= Little Ships of Dunkirk =

Boats in the 1940 Dunkirk evacuation

The Dunkirk Jack, flown only by civilian ships that participated in the Dunkirk evacuation

The Little Ships of Dunkirk consisted of over 800 naval and requisitioned vessels, and small, private boats, that sailed from Ramsgate in England to Dunkirk in northern France between 26 May and 4 June 1940 as part of Operation Dynamo, helping to rescue more than 336,000 British, French, and other Allied soldiers who were trapped on the beaches at Dunkirk during the Second World War.

==Overview==
The situation of the troops, who had been cut off from their advance into France by a pincer movement from the German army, was regarded by the British prime minister Winston Churchill as the greatest military defeat for centuries; it appeared likely to cost Britain the war, as the majority of the British Expeditionary Force was trapped, leaving the country vulnerable to invasion by Germany. Because of the shallow waters, British destroyers were unable to approach the beaches, and soldiers had to wade out to the boats, many of them waiting hours in shoulder-deep water.

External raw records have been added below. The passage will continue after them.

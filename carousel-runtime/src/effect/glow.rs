//! # Pulsating Glow 特效
//!
//! 给元素叠加霓虹式脉动辉光（文字阴影与/或盒阴影的多层扩散），
//! 以无限交替动画的形式持续存在——这是一个**持久**特效，
//! `reset_effects` 不会清除它。
//!
//! 可通过目标元素上的 `data-*` 调整：
//! - `data-glow-font` / `data-glow-border`：启用文字/边框辉光
//! - `data-font-glow-color` / `data-box-glow-color`：颜色
//!   （`"r, g, b"`、`rgb(...)` 或 hex）
//! - `data-intensity`：辉光强度（0-1）
//! - `data-blur-increment`：每层阴影的模糊增量（像素）
//! - `data-duration`：单次脉动时长（毫秒）

use super::Effect;
use crate::dom::Element;
use crate::error::{CarouselError, CarouselResult};
use crate::options::parse_bool;

const DEFAULT_INTENSITY: f32 = 0.6;
const DEFAULT_BLUR_INCREMENT: f32 = 6.0;
const DEFAULT_DURATION_MS: f32 = 1500.0;
const DEFAULT_COLOR: &str = "255, 255, 255";
const SHADOW_STEPS: usize = 3;
const ANIMATION_NAME: &str = "carousel-glow";

/// RGB 颜色
#[derive(Debug, Clone, Copy, PartialEq, Eq)]
pub(crate) struct Rgb {
    r: u8,
    g: u8,
    b: u8,
}

/// 解析常见颜色书写：`"188, 19, 254"`、`"rgb(188 19 254)"`、
/// `"#bc13fe"`、`"bc13fe"`、`"#c3e"`、`"c3e"`
pub(crate) fn resolve_to_rgb(input: &str) -> CarouselResult<Rgb> {
    let input = input.trim();

    let components: Vec<&str> = if input.starts_with("rgb") {
        input
            .trim_start_matches("rgb")
            .trim_matches(|c| c == '(' || c == ')')
            .split([',', ' '])
            .filter(|s| !s.is_empty())
            .collect()
    } else if input.contains(',') {
        input.split(',').map(str::trim).collect()
    } else {
        Vec::new()
    };

    if components.len() == 3 {
        let parsed: Vec<u8> = components
            .iter()
            .filter_map(|c| c.trim().parse().ok())
            .collect();
        if let [r, g, b] = parsed[..] {
            return Ok(Rgb { r, g, b });
        }
    }

    let hex = input.strip_prefix('#').unwrap_or(input);
    let hex = if hex.len() == 3 && hex.chars().all(|c| c.is_ascii_hexdigit()) {
        hex.chars().flat_map(|c| [c, c]).collect::<String>()
    } else {
        hex.to_string()
    };
    if hex.len() == 6 && hex.chars().all(|c| c.is_ascii_hexdigit()) {
        return Ok(Rgb {
            r: u8::from_str_radix(&hex[0..2], 16).unwrap_or(0),
            g: u8::from_str_radix(&hex[2..4], 16).unwrap_or(0),
            b: u8::from_str_radix(&hex[4..6], 16).unwrap_or(0),
        });
    }

    Err(CarouselError::EffectFailed {
        name: "glow".to_string(),
        message: format!("无法识别的颜色: {input}"),
    })
}

/// 逐层放大模糊半径、递减不透明度，拼出辉光阴影串
fn shadow_steps(color: Rgb, intensity: f32, blur_increment: f32) -> String {
    (0..SHADOW_STEPS)
        .map(|i| {
            let blur = (i + 1) as f32 * blur_increment * intensity;
            let opacity = (1.0 - i as f32 * 0.2).max(0.0);
            format!(
                "0 0 {blur:.1}px rgba({}, {}, {}, {opacity:.2})",
                color.r, color.g, color.b
            )
        })
        .collect::<Vec<_>>()
        .join(", ")
}

/// 脉动辉光特效（持久）
#[derive(Debug, Default)]
pub struct GlowEffect;

impl GlowEffect {
    /// 创建特效实例；参数在 `begin` 时从目标元素解析
    pub fn new() -> Self {
        Self
    }

    fn data_number(element: &Element, key: &str, fallback: f32) -> f32 {
        element
            .data(key)
            .and_then(|raw| raw.parse().ok())
            .unwrap_or(fallback)
    }

    fn data_flag(element: &Element, key: &str, fallback: bool) -> bool {
        element
            .data(key)
            .map(|raw| parse_bool(&raw))
            .unwrap_or(fallback)
    }
}

impl Effect for GlowEffect {
    fn name(&self) -> &str {
        "glow"
    }

    fn is_persistent(&self) -> bool {
        true
    }

    fn begin(&mut self, element: &Element) -> CarouselResult<()> {
        let glow_font = Self::data_flag(element, "glow-font", true);
        let glow_border = Self::data_flag(element, "glow-border", true);
        let intensity = Self::data_number(element, "intensity", DEFAULT_INTENSITY);
        let blur_increment = Self::data_number(element, "blur-increment", DEFAULT_BLUR_INCREMENT);
        let duration = Self::data_number(element, "duration", DEFAULT_DURATION_MS);

        if glow_font {
            let color = element
                .data("font-glow-color")
                .unwrap_or_else(|| DEFAULT_COLOR.to_string());
            element.set_style(
                "text-shadow",
                &shadow_steps(resolve_to_rgb(&color)?, intensity, blur_increment),
            );
        }
        if glow_border {
            let color = element
                .data("box-glow-color")
                .unwrap_or_else(|| DEFAULT_COLOR.to_string());
            element.set_style(
                "box-shadow",
                &shadow_steps(resolve_to_rgb(&color)?, intensity, blur_increment),
            );
        }

        element.set_style(
            "animation",
            &format!("{ANIMATION_NAME} {duration:.0}ms infinite alternate"),
        );
        element.set_style("will-change", "opacity, box-shadow, text-shadow");
        Ok(())
    }

    fn update(&mut self, _element: &Element, _dt: f32) -> CarouselResult<bool> {
        // 辉光以无限动画的形式驻留，启动即视为完成
        Ok(false)
    }

    fn reset(&mut self, element: &Element) {
        element.remove_style("animation");
        element.remove_style("will-change");
        element.remove_style("text-shadow");
        element.remove_style("box-shadow");
    }
}
//! # 特效布局辅助
//!
//! 特效在 `prepare` 阶段需要的布局读取与样式归一化。
//! 尺寸与偏移都来自行内样式（宿主负责把真实布局同步到样式上）。

use crate::dom::{Element, parse_px};
use crate::error::{CarouselError, CarouselResult};

/// 元素自身的尺寸（样式 `width`/`height`，缺省为 0）
pub fn element_bounds(element: &Element) -> (f32, f32) {
    let width = element.style("width").as_deref().and_then(parse_px).unwrap_or(0.0);
    let height = element.style("height").as_deref().and_then(parse_px).unwrap_or(0.0);
    (width, height)
}

/// 父容器的尺寸；没有父元素时报错
pub fn parent_bounds(element: &Element) -> CarouselResult<(f32, f32)> {
    let parent = element.parent().ok_or_else(|| CarouselError::EffectFailed {
        name: "layout".to_string(),
        message: "元素没有父容器，无法测量".to_string(),
    })?;
    Ok(element_bounds(&parent))
}

/// 元素相对父容器的偏移（样式 `left`/`top`，缺省为 0）
pub fn offset_relative_to_parent(element: &Element) -> (f32, f32) {
    let x = element.style("left").as_deref().and_then(parse_px).unwrap_or(0.0);
    let y = element.style("top").as_deref().and_then(parse_px).unwrap_or(0.0);
    (x, y)
}

/// 把元素归一化为可动画状态（绝对定位、无边距、无残留变换）
///
/// 这些修改是有意持久的：位置归一化后特效才能用 transform 驱动。
pub fn normalize_element_style(element: &Element) {
    element.set_style("position", "absolute");
    element.set_style("margin", "0");
    element.remove_style("transform");
}

#[cfg(test)]
mod tests {
    use super::*;

    #[test]
    fn test_parent_bounds() {
        let container = Element::new("div");
        container.set_style("width", "640px");
        container.set_style("height", "360px");
        let child = Element::new("span");
        container.append_child(&child);

        assert_eq!(parent_bounds(&child).unwrap(), (640.0, 360.0));
    }

    #[test]
    fn test_parent_bounds_requires_parent() {
        let orphan = Element::new("span");
        assert!(parent_bounds(&orphan).is_err());
    }

    #[test]
    fn test_offsets_default_to_zero() {
        let element = Element::new("span");
        assert_eq!(offset_relative_to_parent(&element), (0.0, 0.0));

        element.set_style("left", "24px");
        element.set_style("top", "16");
        assert_eq!(offset_relative_to_parent(&element), (24.0, 16.0));
    }

    #[test]
    fn test_normalize_clears_transform() {
        let element = Element::new("span");
        element.set_style("transform", "scale(2)");
        normalize_element_style(&element);
        assert!(element.style("transform").is_none());
        assert_eq!(element.style("position").as_deref(), Some("absolute"));
    }
}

On 27 May 1940, the small-craft section of the British Ministry of Shipping telephoned boat builders around the coast, asking them to collect all boats with "shallow draught" that could navigate the shallow waters. Attention was directed to the pleasure boats, private yachts, and launches moored on the River Thames and along the south and east coasts. Some of them were taken with the owners' permission – and with the owners insisting they would sail them – while others were requisitioned by the government with no time for the owners to be contacted. The boats were checked to make sure they were seaworthy, fuelled, and taken to Ramsgate to set sail for Dunkirk. They were crewed by Royal Navy officers, ratings and experienced volunteers. Very few owners sailed their own vessels, apart from fishermen and one or two others.

When they reached France, some of the boats acted as shuttles between the beaches and the destroyers, ferrying soldiers to the warships. Others carried hundreds of soldiers each back to Ramsgate, England, protected by the Royal Air Force from the attacks of the Luftwaffe.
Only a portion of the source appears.